I literally think the fun of NILIF reminds them of their innate genetic ability to forage for food - seek and track it, catch it, kill it and enjoy the fruits of their labor - the meal. Tibbe's favorite way to eat is from his forage toys/food bowls that require him to move a lever, move a sliding door, etc., to get a piece of kibble and will ALWAYS choose those over his regular bowl of food every time. Dogs love a job, love to work for what they get, love your praise when they obey and in the process, come to see you as their loving, giving alpha leader - whom they trust above all and will NEVER snap at in the normal course of daily living. Only a dog thinking he is or somebody in his little pack has to be alpha will snap, so if he has a strong, confident, loving leader, his very own built-in rules of hierarchy will prevent him from this type of behavior.

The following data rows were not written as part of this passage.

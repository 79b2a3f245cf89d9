mod app;
mod components;
mod theme;
mod view;

pub use app::*;
pub use components::*;
pub use theme::*;
pub use view::*;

You also need to kindly teach him respect. Anytime you are holding him or beside him on the couch or bed,etc., and he shows ANY type of aggression, immediately say 'uh oh!', glare into his eyes and AT ONCE put him down on the floor and quickly get up, walk away. Don't look back and forget it - it's over. If he's on the floor when he shows aggression, say 'uh oh', loudly clap your hands and then point into his face, glare into his eyes and walk into his space as you continue to glare and point, forcing him to give way. The very moment he turns away, it's over. Turn and walk off, forget it. He'll soon get the message that that behavior is unacceptable and learn that the moment he involuntarily or voluntarily gives up his place of power, it's over.
Such great advice, as usual!

I'm in total agreement. My two follow NILIF to a tee. And it's so true. They love to forage for their food. Their favourite activity is "find it" when I hide their food or treats at home and they go crazy "hunting"!

I also do the exact same in teaching them respect. It's really important to let them know you're in charge.